1979 – O Ano em que Meu Isekai Acordou
(Arquivo encontrado no Dataset da Vida – Volume Buenos Aires, Track 1979, Bellacosa Edition)
Há anos em que a vida parece girar em torno do eixo, mas 1979… ah, esse foi o ano em que o eixo girou em cima de mim.
Depois que meus pais voltaram do Paraná — ou algum outro destino que minha memória trata como um dataset corrompido — deixei a casa da minha avó Anna e segui para morarmos todos juntos novamente, na Vila Buenos Aires. Um bairro bonito, mas para mim uma quebrada cinzenta, viva, meio dura, meio mágica. Dali sairia meu primeiro choque de realidade… e meu primeiro despertar de isekai pessoal.
Foi nesse ano que terminei de aprender a ler de verdade. Antes eu me arrastava por livrinhos infantis, mas ali apareceu Alice — uma adolescente vizinha, boa de coração e dona de uma coleção completa da historia em quadrinhos espanhola: Mortadelo e Filemón. Eu, pequeno, sentava ao lado dela enquanto brincávamos, e ela apontava:
— "Assim não, Vagnito… lê aqui. É ‘Mortadelo’, não ‘Mortedelo’…”
E eu ali, decodificando o mundo igual um estagiário decodifica JCL pela primeira vez.
A Tempestade Familiar – Versão Pré-1983
Enquanto minha alfabetização avançava, a vida em casa era turbulência pura. Minha mãe, grávida do Dan Dan, enfrentava uma gestação de risco. Meu pai, sempre meio aventureiro, embarcou numa jornada de caminhoneiro com o amigo Chico — um personagem folclórico que um dia merece capítulo próprio, porque era daqueles perfis SNA: complexo, cheio de telas, e cada uma mais esquisita que a outra.
Nós ficamos sozinhos.
Minha mãe lutando com dores, enjoos, sustos…
Eu, pequeno, aprendendo que o mundo real não era feito só de gibi e brincadeiras.

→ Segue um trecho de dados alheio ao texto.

//! Process-wide profile registry.
//!
//! Built once on first use from the family tables and read-only afterwards.
//! Every (profile, OS) descriptor is materialized up front so lookups only
//! clone an `Arc`.

use super::profiles::{BrowserProfile, Chrome, Edge, Firefox, OkHttp, Safari, SafariIos};
use super::{Emulation, ImpersonateOs};
use crate::base::neterror::NetError;
use once_cell::sync::Lazy;
use std::collections::HashMap;
use std::sync::Arc;

struct Entry {
    native: ImpersonateOs,
    variants: HashMap<ImpersonateOs, Arc<Emulation>>,
}

struct Registry {
    entries: HashMap<&'static str, Entry>,
    ids: Vec<&'static str>,
}

impl Registry {
    fn load() -> Self {
        let mut registry = Registry {
            entries: HashMap::new(),
            ids: Vec::new(),
        };
        registry.register::<Chrome>();
        registry.register::<Edge>();
        registry.register::<Firefox>();
        registry.register::<Safari>();
        registry.register::<SafariIos>();
        registry.register::<OkHttp>();
        registry.ids.sort_unstable();
        tracing::debug!(profiles = registry.ids.len(), "profile registry loaded");
        registry
    }

    fn register<P: BrowserProfile>(&mut self) {
        for &profile in P::all() {
            let mut variants = HashMap::with_capacity(ImpersonateOs::ALL.len());
            for os in ImpersonateOs::ALL {
                variants.insert(os, Arc::new(profile.build(os)));
            }
            self.ids.push(profile.id());
            self.entries.insert(
                profile.id(),
                Entry {
                    native: profile.native_os(),
                    variants,
                },
            );
        }
    }

    fn get(&self, id: &str, os: Option<ImpersonateOs>) -> Result<Arc<Emulation>, NetError> {
        let entry = self
            .entries
            .get(id)
            .ok_or_else(|| NetError::UnknownProfile(id.to_string()))?;
        let os = os.unwrap_or(entry.native);
        entry
            .variants
            .get(&os)
            .cloned()
            .ok_or_else(|| NetError::UnknownProfile(format!("{}/{}", id, os)))
    }
}

static REGISTRY: Lazy<Registry> = Lazy::new(Registry::load);

/// Descriptor for `profile_id` on the profile's native OS.
pub fn lookup(profile_id: &str) -> Result<Arc<Emulation>, NetError> {
    REGISTRY.get(profile_id, None)
}

/// Descriptor for `profile_id` presenting as `os`.
pub fn lookup_with_os(profile_id: &str, os: ImpersonateOs) -> Result<Arc<Emulation>, NetError> {
    REGISTRY.get(profile_id, Some(os))
}

/// Every registered profile id, sorted.
pub fn list_profiles() -> Vec<&'static str> {
    REGISTRY.ids.clone()
}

O Chico – Um Saqui com Alma de Mainframe Fugitivo
Foi nessa época que meu pai trouxe um presente improvável: Chico, um saqui e sua companheira — cujo nome se perdeu no tempo, mas minha irmã Vivi, relembrou, era a Chica — veio junto, pois era da Vivi, minha irmã caçula, que disputava palmo a palmo a geopolítica de casa.
A fêmea do saqui morreu na gaiola poucos dias depois, Vivi ficou aos prantos durante semanas e o Chico, viúvo e esperto, fez o melhor jailbreak da história animal da Vila Buenos Aires:
Ele arrebentou a portinha da gaiola com uma força que nenhum IBM 4300 explicaria…
E fugiu para se juntar a um grupo de saquis que vivia nas árvores próximas.
Chico foi o primeiro rebelde que vi na vida.
A Dureza do Cotidiano – A Geladeira Quebrada e a Gelatina Mole
Aquele ano também me apresentou as versões de sistema mais cinzentas do mundo adulto.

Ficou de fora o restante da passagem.